**PROBLEM DETAILS:** Search the listing below for the string "objects", then copy every line it appears in.

**DATA:**
———
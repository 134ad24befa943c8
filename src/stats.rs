//! Descriptive statistics for numeric-family columns

use serde::{Deserialize, Serialize};
use serde_json::Value;

/// Nearest-rank percentiles over the sorted sample
#[derive(Debug, Clone, Copy, PartialEq, Serialize, Deserialize)]
pub struct Percentiles {
    #[serde(rename = "1")]
    pub p1: f64,
    #[serde(rename = "5")]
    pub p5: f64,
    #[serde(rename = "10")]
    pub p10: f64,
    #[serde(rename = "25")]
    pub p25: f64,
    #[serde(rename = "50")]
    pub p50: f64,
    #[serde(rename = "75")]
    pub p75: f64,
    #[serde(rename = "90")]
    pub p90: f64,
    #[serde(rename = "95")]
    pub p95: f64,
    #[serde(rename = "99")]
    pub p99: f64,
}

/// Descriptive statistics of one numeric column.
///
/// Variance and standard deviation use the population formulas (divide by N,
/// not N-1). Kurtosis is excess kurtosis. `median` is the 50th percentile by
/// construction.
#[derive(Debug, Clone, Copy, PartialEq, Serialize, Deserialize)]
pub struct Statistics {
    pub min: f64,
    pub max: f64,
    pub mean: f64,
    pub median: f64,
    pub stddev: f64,
    pub variance: f64,
    pub skewness: f64,
    pub kurtosis: f64,
    /// Values more than three standard deviations from the mean
    pub outlier_count: usize,
    pub percentiles: Percentiles,
}

/// Parse a raw value as a float after stripping currency symbols, percent
/// signs and thousands separators.
pub fn parse_numeric(raw: &str) -> Option<f64> {
    let cleaned: String = raw
        .chars()
        .filter(|c| c.is_ascii_digit() || *c == '.' || *c == '-')
        .collect();
    if cleaned.is_empty() {
        return None;
    }
    cleaned.parse::<f64>().ok().filter(|n| n.is_finite())
}

/// Extract the parseable floats from a column's raw values
pub fn numeric_values(values: &[Value]) -> Vec<f64> {
    values
        .iter()
        .filter_map(|v| parse_numeric(&crate::inference::render(v)))
        .collect()
}

/// Compute descriptive statistics; `None` for an empty sample
pub fn compute(values: &[f64]) -> Option<Statistics> {
    if values.is_empty() {
        return None;
    }

    let mut sorted = values.to_vec();
    sorted.sort_by(f64::total_cmp);

    let n = sorted.len() as f64;
    let min = sorted[0];
    let max = sorted[sorted.len() - 1];
    let mean = sorted.iter().sum::<f64>() / n;
    let variance = sorted.iter().map(|v| (v - mean).powi(2)).sum::<f64>() / n;
    let stddev = variance.sqrt();

    let (skewness, kurtosis) = if stddev > 0.0 {
        let skew = sorted.iter().map(|v| ((v - mean) / stddev).powi(3)).sum::<f64>() / n;
        let kurt = sorted.iter().map(|v| ((v - mean) / stddev).powi(4)).sum::<f64>() / n - 3.0;
        (skew, kurt)
    } else {
        (0.0, 0.0)
    };

    let outlier_count = sorted
        .iter()
        .filter(|v| (*v - mean).abs() > 3.0 * stddev)
        .count();

    let percentiles = Percentiles {
        p1: nearest_rank(&sorted, 1.0),
        p5: nearest_rank(&sorted, 5.0),
        p10: nearest_rank(&sorted, 10.0),
        p25: nearest_rank(&sorted, 25.0),
        p50: nearest_rank(&sorted, 50.0),
        p75: nearest_rank(&sorted, 75.0),
        p90: nearest_rank(&sorted, 90.0),
        p95: nearest_rank(&sorted, 95.0),
        p99: nearest_rank(&sorted, 99.0),
    };

    Some(Statistics {
        min,
        max,
        mean,
        median: percentiles.p50,
        stddev,
        variance,
        skewness,
        kurtosis,
        outlier_count,
        percentiles,
    })
}

/// `sorted[floor(p/100 * (N-1))]`, the same rule for every percentile key
fn nearest_rank(sorted: &[f64], p: f64) -> f64 {
    let index = ((p / 100.0) * (sorted.len() - 1) as f64).floor() as usize;
    sorted[index]
}

#[cfg(test)]
mod tests {
    use super::*;
    use proptest::prelude::*;

    #[test]
    fn test_known_sample() {
        let stats = compute(&[1.0, 2.0, 3.0, 4.0, 5.0]).unwrap();
        assert_eq!(stats.min, 1.0);
        assert_eq!(stats.max, 5.0);
        assert_eq!(stats.mean, 3.0);
        assert_eq!(stats.median, 3.0);
        // Population variance, not sample variance
        assert!((stats.variance - 2.0).abs() < 1e-12);
        assert!((stats.stddev - 2.0f64.sqrt()).abs() < 1e-12);
        assert_eq!(stats.outlier_count, 0);
    }

    #[test]
    fn test_nearest_rank_percentiles() {
        let sorted: Vec<f64> = (1..=10).map(|v| v as f64).collect();
        assert_eq!(nearest_rank(&sorted, 50.0), 5.0); // floor(0.5 * 9) = 4
        assert_eq!(nearest_rank(&sorted, 90.0), 9.0); // floor(0.9 * 9) = 8
        assert_eq!(nearest_rank(&sorted, 99.0), 9.0);
        assert_eq!(nearest_rank(&sorted, 1.0), 1.0);
    }

    #[test]
    fn test_single_value() {
        let stats = compute(&[42.0]).unwrap();
        assert_eq!(stats.min, 42.0);
        assert_eq!(stats.max, 42.0);
        assert_eq!(stats.median, 42.0);
        assert_eq!(stats.stddev, 0.0);
        assert_eq!(stats.skewness, 0.0);
        assert_eq!(stats.kurtosis, 0.0);
        assert_eq!(stats.outlier_count, 0);
    }

    #[test]
    fn test_constant_sample_has_no_nan() {
        let stats = compute(&[7.0; 20]).unwrap();
        assert_eq!(stats.variance, 0.0);
        assert_eq!(stats.skewness, 0.0);
        assert_eq!(stats.kurtosis, 0.0);
        assert!(serde_json::to_string(&stats).is_ok());
    }

    #[test]
    fn test_outliers_beyond_three_sigma() {
        let mut values = vec![10.0; 99];
        values.push(10_000.0);
        let stats = compute(&values).unwrap();
        assert_eq!(stats.outlier_count, 1);
    }

    #[test]
    fn test_empty_sample() {
        assert!(compute(&[]).is_none());
    }

    #[test]
    fn test_parse_numeric_strips_symbols() {
        assert_eq!(parse_numeric("$1,234.56"), Some(1234.56));
        assert_eq!(parse_numeric("12%"), Some(12.0));
        assert_eq!(parse_numeric("-5"), Some(-5.0));
        assert_eq!(parse_numeric("€30"), Some(30.0));
        assert_eq!(parse_numeric("abc"), None);
        assert_eq!(parse_numeric(""), None);
    }

    proptest! {
        #[test]
        fn prop_median_is_p50(values in prop::collection::vec(-1e6f64..1e6f64, 1..200)) {
            let stats = compute(&values).unwrap();
            prop_assert_eq!(stats.median, stats.percentiles.p50);
            prop_assert!(stats.min <= stats.median);
            prop_assert!(stats.median <= stats.max);
        }

        #[test]
        fn prop_percentiles_are_monotonic(values in prop::collection::vec(-1e3f64..1e3f64, 1..100)) {
            let p = compute(&values).unwrap().percentiles;
            let ordered = [p.p1, p.p5, p.p10, p.p25, p.p50, p.p75, p.p90, p.p95, p.p99];
            for pair in ordered.windows(2) {
                prop_assert!(pair[0] <= pair[1]);
            }
        }
    }
}
//! Row source adapters for the tabular formats accepted at upload

use crate::{ProfileError, Result};
use calamine::{Data, Reader as SpreadsheetReader, Xlsx};
use serde::{Deserialize, Serialize};
use serde_json::Value;
use std::collections::HashSet;
use std::io::Cursor;
use std::path::Path;
use tracing::debug;

/// Input formats understood by the profiler
#[derive(Debug, Clone, Copy, PartialEq, Eq, Serialize, Deserialize)]
#[serde(rename_all = "lowercase")]
pub enum SourceFormat {
    Csv,
    Tsv,
    Spreadsheet,
    Json,
}

impl SourceFormat {
    /// Resolve a format from a file extension or MIME type
    pub fn from_hint(hint: &str) -> Result<Self> {
        let hint = hint.trim().to_ascii_lowercase();

        if hint.contains('/') {
            return match hint.as_str() {
                "text/csv" => Ok(SourceFormat::Csv),
                "text/tab-separated-values" => Ok(SourceFormat::Tsv),
                "application/json" => Ok(SourceFormat::Json),
                "application/vnd.openxmlformats-officedocument.spreadsheetml.sheet"
                | "application/vnd.ms-excel" => Ok(SourceFormat::Spreadsheet),
                _ => Err(ProfileError::UnsupportedFormat(hint)),
            };
        }

        // Accept "csv", ".csv" and full file names alike
        let extension = hint.rsplit('.').next().unwrap_or(&hint);
        match extension {
            "csv" => Ok(SourceFormat::Csv),
            "tsv" => Ok(SourceFormat::Tsv),
            "json" => Ok(SourceFormat::Json),
            "xlsx" | "xls" => Ok(SourceFormat::Spreadsheet),
            _ => Err(ProfileError::UnsupportedFormat(hint)),
        }
    }

    fn delimiter(&self) -> u8 {
        match self {
            SourceFormat::Tsv => b'\t',
            _ => b',',
        }
    }
}

/// A row of raw cell values, aligned with the reader's header
pub type RawRow = Vec<Value>;

/// An uploaded byte buffer together with its resolved format
#[derive(Debug, Clone)]
pub struct RowSource {
    bytes: Vec<u8>,
    format: SourceFormat,
}

impl RowSource {
    pub fn new(bytes: Vec<u8>, format: SourceFormat) -> Self {
        Self { bytes, format }
    }

    /// Create a source from raw bytes and a format hint (extension or MIME type)
    pub fn from_hint(bytes: Vec<u8>, hint: &str) -> Result<Self> {
        let format = SourceFormat::from_hint(hint)?;
        Ok(Self::new(bytes, format))
    }

    /// Read a file and resolve its format from the extension
    pub fn from_path(path: impl AsRef<Path>) -> Result<Self> {
        let path = path.as_ref();
        let extension = path
            .extension()
            .and_then(|e| e.to_str())
            .ok_or_else(|| ProfileError::UnsupportedFormat(path.display().to_string()))?;
        let format = SourceFormat::from_hint(extension)?;
        let bytes = std::fs::read(path)?;
        Ok(Self::new(bytes, format))
    }

    pub fn format(&self) -> SourceFormat {
        self.format
    }

    pub fn byte_len(&self) -> usize {
        self.bytes.len()
    }

    /// Open a lazy, single-pass reader over the source's rows
    pub fn reader(&self) -> Result<RowReader<'_>> {
        match self.format {
            SourceFormat::Csv | SourceFormat::Tsv => self.open_delimited(),
            SourceFormat::Json => self.open_json(),
            SourceFormat::Spreadsheet => self.open_spreadsheet(),
        }
    }

    fn open_delimited(&self) -> Result<RowReader<'_>> {
        let mut reader = csv::ReaderBuilder::new()
            .delimiter(self.format.delimiter())
            .has_headers(true)
            .flexible(true)
            .from_reader(self.bytes.as_slice());

        let header: Vec<String> = reader.headers()?.iter().map(|h| h.to_string()).collect();
        debug!(columns = header.len(), "opened delimited source");

        Ok(RowReader {
            header,
            inner: RowsInner::Csv(reader.into_records()),
        })
    }

    fn open_json(&self) -> Result<RowReader<'_>> {
        let parsed: Value = serde_json::from_slice(&self.bytes)
            .map_err(|e| ProfileError::UnsupportedFormat(format!("invalid JSON: {}", e)))?;

        let objects: Vec<&serde_json::Map<String, Value>> = match &parsed {
            // A single object is treated as a one-row array
            Value::Object(map) => vec![map],
            Value::Array(items) => items
                .iter()
                .map(|item| {
                    item.as_object().ok_or_else(|| {
                        ProfileError::RowShape(
                            "JSON array elements must be objects".to_string(),
                        )
                    })
                })
                .collect::<Result<Vec<_>>>()?,
            _ => {
                return Err(ProfileError::UnsupportedFormat(
                    "JSON input must be an array of objects or a single object".to_string(),
                ))
            }
        };

        // Column set is the union of keys across all rows, in first-appearance order
        let mut header: Vec<String> = Vec::new();
        let mut seen: HashSet<&str> = HashSet::new();
        for object in &objects {
            for key in object.keys() {
                if seen.insert(key.as_str()) {
                    header.push(key.clone());
                }
            }
        }

        let rows: Vec<RawRow> = objects
            .iter()
            .map(|object| {
                header
                    .iter()
                    .map(|key| object.get(key).cloned().unwrap_or(Value::Null))
                    .collect()
            })
            .collect();

        debug!(columns = header.len(), rows = rows.len(), "parsed JSON source");

        Ok(RowReader {
            header,
            inner: RowsInner::Buffered(rows.into_iter()),
        })
    }

    fn open_spreadsheet(&self) -> Result<RowReader<'_>> {
        let cursor = Cursor::new(self.bytes.as_slice());
        let mut workbook = Xlsx::new(cursor).map_err(|e| {
            ProfileError::UnsupportedFormat(format!("not a readable spreadsheet: {}", e))
        })?;

        // First sheet only
        let range = match workbook.worksheet_range_at(0) {
            Some(range) => range?,
            None => {
                return Ok(RowReader {
                    header: Vec::new(),
                    inner: RowsInner::Buffered(Vec::new().into_iter()),
                })
            }
        };

        let mut sheet_rows = range.rows();
        let header: Vec<String> = match sheet_rows.next() {
            Some(cells) => cells
                .iter()
                .enumerate()
                .map(|(i, cell)| {
                    let name = header_name(cell);
                    if name.is_empty() {
                        format!("column_{}", i + 1)
                    } else {
                        name
                    }
                })
                .collect(),
            None => Vec::new(),
        };

        let width = header.len();
        let rows: Vec<RawRow> = sheet_rows
            .map(|cells| {
                let mut row: RawRow = cells.iter().take(width).map(cell_to_value).collect();
                row.resize(width, Value::Null);
                row
            })
            .collect();

        debug!(columns = width, rows = rows.len(), "parsed spreadsheet source");

        Ok(RowReader {
            header,
            inner: RowsInner::Buffered(rows.into_iter()),
        })
    }
}

/// Lazy iterator of rows, all aligned with `header`
pub struct RowReader<'a> {
    header: Vec<String>,
    inner: RowsInner<'a>,
}

enum RowsInner<'a> {
    Csv(csv::StringRecordsIntoIter<&'a [u8]>),
    Buffered(std::vec::IntoIter<RawRow>),
}

impl std::fmt::Debug for RowReader<'_> {
    fn fmt(&self, f: &mut std::fmt::Formatter<'_>) -> std::fmt::Result {
        f.debug_struct("RowReader")
            .field("header", &self.header)
            .finish_non_exhaustive()
    }
}

impl RowReader<'_> {
    /// Column names, in source order
    pub fn header(&self) -> &[String] {
        &self.header
    }
}

impl Iterator for RowReader<'_> {
    type Item = Result<RawRow>;

    fn next(&mut self) -> Option<Self::Item> {
        match &mut self.inner {
            RowsInner::Csv(records) => {
                let record = match records.next()? {
                    Ok(record) => record,
                    Err(e) => return Some(Err(e.into())),
                };
                // Zip against the header: short rows are null-padded, extra
                // trailing fields are dropped
                let row: RawRow = (0..self.header.len())
                    .map(|i| match record.get(i) {
                        Some("") | None => Value::Null,
                        Some(cell) => Value::String(cell.to_string()),
                    })
                    .collect();
                Some(Ok(row))
            }
            RowsInner::Buffered(rows) => rows.next().map(Ok),
        }
    }
}

fn header_name(cell: &Data) -> String {
    match cell {
        Data::String(s) => s.trim().to_string(),
        Data::Empty => String::new(),
        other => match cell_to_value(other) {
            Value::Null => String::new(),
            Value::String(s) => s,
            value => value.to_string(),
        },
    }
}

fn cell_to_value(cell: &Data) -> Value {
    match cell {
        Data::Empty => Value::Null,
        Data::String(s) => {
            if s.is_empty() {
                Value::Null
            } else {
                Value::String(s.clone())
            }
        }
        Data::Int(i) => Value::Number((*i).into()),
        Data::Float(f) => serde_json::Number::from_f64(*f)
            .map(Value::Number)
            .unwrap_or(Value::Null),
        Data::Bool(b) => Value::Bool(*b),
        Data::DateTime(dt) => match dt.as_datetime() {
            // Date-only cells render without the midnight time component
            Some(naive) if naive.time() == chrono::NaiveTime::MIN => {
                Value::String(naive.format("%Y-%m-%d").to_string())
            }
            Some(naive) => Value::String(naive.format("%Y-%m-%dT%H:%M:%S").to_string()),
            None => serde_json::Number::from_f64(dt.as_f64())
                .map(Value::Number)
                .unwrap_or(Value::Null),
        },
        Data::DateTimeIso(s) => Value::String(s.clone()),
        Data::DurationIso(s) => Value::String(s.clone()),
        _ => Value::Null,
    }
}

#[cfg(test)]
mod tests {
    use super::*;

    #[test]
    fn test_format_from_hint() {
        assert_eq!(SourceFormat::from_hint("csv").unwrap(), SourceFormat::Csv);
        assert_eq!(SourceFormat::from_hint(".tsv").unwrap(), SourceFormat::Tsv);
        assert_eq!(
            SourceFormat::from_hint("report.XLSX").unwrap(),
            SourceFormat::Spreadsheet
        );
        assert_eq!(
            SourceFormat::from_hint("application/json").unwrap(),
            SourceFormat::Json
        );
        assert_eq!(
            SourceFormat::from_hint("text/csv").unwrap(),
            SourceFormat::Csv
        );
    }

    #[test]
    fn test_unsupported_hint() {
        let err = SourceFormat::from_hint("docx").unwrap_err();
        assert!(matches!(err, ProfileError::UnsupportedFormat(_)));

        let err = SourceFormat::from_hint("application/pdf").unwrap_err();
        assert!(matches!(err, ProfileError::UnsupportedFormat(_)));
    }

    #[test]
    fn test_csv_rows() {
        let source = RowSource::new(
            b"id,email\n1,a@b.com\n2,c@d.com\n".to_vec(),
            SourceFormat::Csv,
        );
        let reader = source.reader().unwrap();
        assert_eq!(reader.header(), &["id", "email"]);

        let rows: Vec<RawRow> = reader.map(|r| r.unwrap()).collect();
        assert_eq!(rows.len(), 2);
        assert_eq!(rows[0][0], Value::String("1".to_string()));
        assert_eq!(rows[1][1], Value::String("c@d.com".to_string()));
    }

    #[test]
    fn test_csv_ragged_rows_are_padded() {
        let source = RowSource::new(
            b"a,b,c\n1,2\n1,2,3,4\n".to_vec(),
            SourceFormat::Csv,
        );
        let reader = source.reader().unwrap();
        let rows: Vec<RawRow> = reader.map(|r| r.unwrap()).collect();

        // Short row null-padded
        assert_eq!(rows[0], vec![
            Value::String("1".to_string()),
            Value::String("2".to_string()),
            Value::Null,
        ]);
        // Long row truncated to the header width
        assert_eq!(rows[1].len(), 3);
    }

    #[test]
    fn test_csv_empty_cell_is_null() {
        let source = RowSource::new(b"a,b\n,x\n".to_vec(), SourceFormat::Csv);
        let rows: Vec<RawRow> = source.reader().unwrap().map(|r| r.unwrap()).collect();
        assert_eq!(rows[0][0], Value::Null);
        assert_eq!(rows[0][1], Value::String("x".to_string()));
    }

    #[test]
    fn test_tsv_delimiter() {
        let source = RowSource::new(b"a\tb\n1\t2\n".to_vec(), SourceFormat::Tsv);
        let reader = source.reader().unwrap();
        assert_eq!(reader.header(), &["a", "b"]);
        let rows: Vec<RawRow> = reader.map(|r| r.unwrap()).collect();
        assert_eq!(rows[0][1], Value::String("2".to_string()));
    }

    #[test]
    fn test_json_union_of_keys() {
        let source = RowSource::new(
            br#"[{"a": 1, "b": 2}, {"b": 3, "c": 4}]"#.to_vec(),
            SourceFormat::Json,
        );
        let reader = source.reader().unwrap();
        assert_eq!(reader.header(), &["a", "b", "c"]);

        let rows: Vec<RawRow> = reader.map(|r| r.unwrap()).collect();
        assert_eq!(rows[0][2], Value::Null);
        assert_eq!(rows[1][0], Value::Null);
        assert_eq!(rows[1][1], serde_json::json!(3));
    }

    #[test]
    fn test_json_single_object_is_one_row() {
        let source = RowSource::new(br#"{"a": 1}"#.to_vec(), SourceFormat::Json);
        let reader = source.reader().unwrap();
        let rows: Vec<RawRow> = reader.map(|r| r.unwrap()).collect();
        assert_eq!(rows.len(), 1);
    }

    #[test]
    fn test_json_scalar_input_rejected() {
        let source = RowSource::new(b"42".to_vec(), SourceFormat::Json);
        assert!(matches!(
            source.reader().unwrap_err(),
            ProfileError::UnsupportedFormat(_)
        ));
    }

    #[test]
    fn test_json_array_of_scalars_rejected() {
        let source = RowSource::new(b"[1, 2, 3]".to_vec(), SourceFormat::Json);
        assert!(matches!(
            source.reader().unwrap_err(),
            ProfileError::RowShape(_)
        ));
    }

    #[test]
    fn test_invalid_json_rejected() {
        let source = RowSource::new(b"not json".to_vec(), SourceFormat::Json);
        assert!(matches!(
            source.reader().unwrap_err(),
            ProfileError::UnsupportedFormat(_)
        ));
    }

    #[test]
    fn test_spreadsheet_cell_conversion() {
        assert_eq!(cell_to_value(&Data::Empty), Value::Null);
        assert_eq!(
            cell_to_value(&Data::String("hi".to_string())),
            Value::String("hi".to_string())
        );
        assert_eq!(cell_to_value(&Data::Int(7)), serde_json::json!(7));
        assert_eq!(cell_to_value(&Data::Float(1.5)), serde_json::json!(1.5));
        assert_eq!(cell_to_value(&Data::Bool(true)), Value::Bool(true));
        assert_eq!(cell_to_value(&Data::String(String::new())), Value::Null);
    }

    #[test]
    fn test_not_a_spreadsheet_rejected() {
        let source = RowSource::new(b"plain text".to_vec(), SourceFormat::Spreadsheet);
        assert!(matches!(
            source.reader().unwrap_err(),
            ProfileError::UnsupportedFormat(_)
        ));
    }
}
———
**FINAL ANSWER:**
        let objects: Vec<&serde_json::Map<String, Value>> = match &parsed {
                            "JSON array elements must be objects".to_string(),
                    "JSON input must be an array of objects or a single object".to_string(),
        for object in &objects {
        let rows: Vec<RawRow> = objects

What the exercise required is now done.